Dataset entries
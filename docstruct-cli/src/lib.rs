// All core functionality is in docstruct-core
// This CLI acts as a thin wrapper around the core library

// CLI-specific modules
pub mod tesseract_locator;

// Re-export core types for convenience
pub use docstruct_core::*;

// Re-export CLI utilities
pub use tesseract_locator::TesseractLocator;

/// Process exit code for a failed run
pub fn exit_code(category: FailureCategory) -> i32 {
    match category {
        FailureCategory::ProcessingFailed => 1,
        FailureCategory::InputRejected => 2,
        FailureCategory::Timeout | FailureCategory::Cancelled => 3,
    }
}
use crate::errors::RecognitionError;
use std::sync::atomic::{AtomicBool, Ordering};
use std::sync::Arc;
use std::time::{Duration, Instant};

/// Shared flag a caller flips to abort an in-flight request
#[derive(Debug, Clone, Default)]
pub struct CancelHandle {
    flag: Arc<AtomicBool>,
}

impl CancelHandle {
    pub fn new() -> Self {
        Self::default()
    }

    pub fn cancel(&self) {
        self.flag.store(true, Ordering::SeqCst);
    }

    pub fn is_cancelled(&self) -> bool {
        self.flag.load(Ordering::SeqCst)
    }
}

/// Deadline and cancellation state for one pipeline run
#[derive(Debug, Clone, Default)]
pub struct StopSignal {
    deadline: Option<Instant>,
    budget: Option<Duration>,
    cancel: Option<CancelHandle>,
}

impl StopSignal {
    /// Never stops
    pub fn none() -> Self {
        Self::default()
    }

    /// Expires `budget` from now
    pub fn with_timeout(budget: Duration) -> Self {
        Self {
            deadline: Some(Instant::now() + budget),
            budget: Some(budget),
            cancel: None,
        }
    }

    /// Expires `budget` from now if one is given
    pub fn from_budget(budget: Option<Duration>) -> Self {
        budget.map(Self::with_timeout).unwrap_or_default()
    }

    pub fn with_cancel(mut self, handle: CancelHandle) -> Self {
        self.cancel = Some(handle);
        self
    }

    /// The configured timeout, if any
    pub fn budget(&self) -> Option<Duration> {
        self.budget
    }

    pub fn remaining(&self) -> Option<Duration> {
        self.deadline
            .map(|d| d.saturating_duration_since(Instant::now()))
    }

    pub fn is_cancelled(&self) -> bool {
        self.cancel.as_ref().is_some_and(|c| c.is_cancelled())
    }

    pub fn is_expired(&self) -> bool {
        self.deadline.is_some_and(|d| Instant::now() >= d)
    }

    /// Cancellation wins over expiry when both hold
    pub fn check(&self) -> Result<(), RecognitionError> {
        if self.is_cancelled() {
            return Err(RecognitionError::Cancelled);
        }
        if self.is_expired() {
            return Err(RecognitionError::TimedOut);
        }
        Ok(())
    }
}
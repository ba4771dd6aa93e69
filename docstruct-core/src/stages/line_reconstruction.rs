use crate::errors::PipelineError;
use crate::types::{Line, LineKey, Token, Word};
use std::collections::BTreeMap;

/// Lines in reading order plus the text derived from them
#[derive(Debug, Clone, PartialEq)]
pub struct ReconstructedText {
    pub lines: Vec<Line>,
    /// Surviving tokens in reading order
    pub words: Vec<Word>,
    /// Line texts joined by `\n`, before any normalization
    pub raw_text: String,
}

impl ReconstructedText {
    pub fn is_empty(&self) -> bool {
        self.lines.is_empty()
    }
}

fn validate(tokens: &[Token]) -> Result<(), PipelineError> {
    for (i, token) in tokens.iter().enumerate() {
        if !token.confidence.is_finite() {
            return Err(PipelineError::ProcessingFailed(format!(
                "token {} has non-finite confidence",
                i
            )));
        }
        if token.bbox.is_inverted() {
            return Err(PipelineError::ProcessingFailed(format!(
                "token {} ('{}') has inverted box {:?}",
                i, token.text, token.bbox
            )));
        }
    }
    Ok(())
}

fn build_line(words: Vec<Word>) -> Option<Line> {
    let first = words.first()?;
    let bbox = words
        .iter()
        .skip(1)
        .fold(first.bbox, |acc, w| acc.union(&w.bbox));
    let confidence = words.iter().map(|w| w.confidence).sum::<f32>() / words.len() as f32;
    let text = words
        .iter()
        .map(|w| w.text.as_str())
        .collect::<Vec<_>>()
        .join(" ");

    Some(Line {
        text,
        words,
        bbox,
        confidence,
    })
}

/// Group recognizer tokens into lines.
///
/// Tokens without content (confidence <= 0 or blank text) are dropped. The
/// rest are bucketed by `(block, paragraph, line)`; buckets come out in key
/// order and keep arrival order inside. Zero surviving tokens is a valid,
/// empty result.
pub fn reconstruct_lines(tokens: &[Token]) -> Result<ReconstructedText, PipelineError> {
    validate(tokens)?;

    let mut groups: BTreeMap<LineKey, Vec<Word>> = BTreeMap::new();
    for token in tokens.iter().filter(|t| t.carries_text()) {
        groups.entry(token.key).or_default().push(Word::from(token));
    }

    let lines: Vec<Line> = groups.into_values().filter_map(build_line).collect();

    let words = lines.iter().flat_map(|l| l.words.iter().cloned()).collect();
    let raw_text = lines
        .iter()
        .map(|l| l.text.as_str())
        .collect::<Vec<_>>()
        .join("\n");

    log::info!(
        "Reconstructed {} lines from {} tokens",
        lines.len(),
        tokens.len()
    );

    Ok(ReconstructedText {
        lines,
        words,
        raw_text,
    })
}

## EXERCISE OBJECTIVE
Only one stretch of the data above is needed. Restate it word for word, from the line containing "FailureCategory::Timeout | FailureCategory::Cancelled" through the line containing "when both hold", both ends included.

## WRITTEN REPLY
        FailureCategory::Timeout | FailureCategory::Cancelled => 3,
    }
}
use crate::errors::RecognitionError;
use std::sync::atomic::{AtomicBool, Ordering};
use std::sync::Arc;
use std::time::{Duration, Instant};

/// Shared flag a caller flips to abort an in-flight request
#[derive(Debug, Clone, Default)]
pub struct CancelHandle {
    flag: Arc<AtomicBool>,
}

impl CancelHandle {
    pub fn new() -> Self {
        Self::default()
    }

    pub fn cancel(&self) {
        self.flag.store(true, Ordering::SeqCst);
    }

    pub fn is_cancelled(&self) -> bool {
        self.flag.load(Ordering::SeqCst)
    }
}

/// Deadline and cancellation state for one pipeline run
#[derive(Debug, Clone, Default)]
pub struct StopSignal {
    deadline: Option<Instant>,
    budget: Option<Duration>,
    cancel: Option<CancelHandle>,
}

impl StopSignal {
    /// Never stops
    pub fn none() -> Self {
        Self::default()
    }

    /// Expires `budget` from now
    pub fn with_timeout(budget: Duration) -> Self {
        Self {
            deadline: Some(Instant::now() + budget),
            budget: Some(budget),
            cancel: None,
        }
    }

    /// Expires `budget` from now if one is given
    pub fn from_budget(budget: Option<Duration>) -> Self {
        budget.map(Self::with_timeout).unwrap_or_default()
    }

    pub fn with_cancel(mut self, handle: CancelHandle) -> Self {
        self.cancel = Some(handle);
        self
    }

    /// The configured timeout, if any
    pub fn budget(&self) -> Option<Duration> {
        self.budget
    }

    pub fn remaining(&self) -> Option<Duration> {
        self.deadline
            .map(|d| d.saturating_duration_since(Instant::now()))
    }

    pub fn is_cancelled(&self) -> bool {
        self.cancel.as_ref().is_some_and(|c| c.is_cancelled())
    }

    pub fn is_expired(&self) -> bool {
        self.deadline.is_some_and(|d| Instant::now() >= d)
    }

    /// Cancellation wins over expiry when both hold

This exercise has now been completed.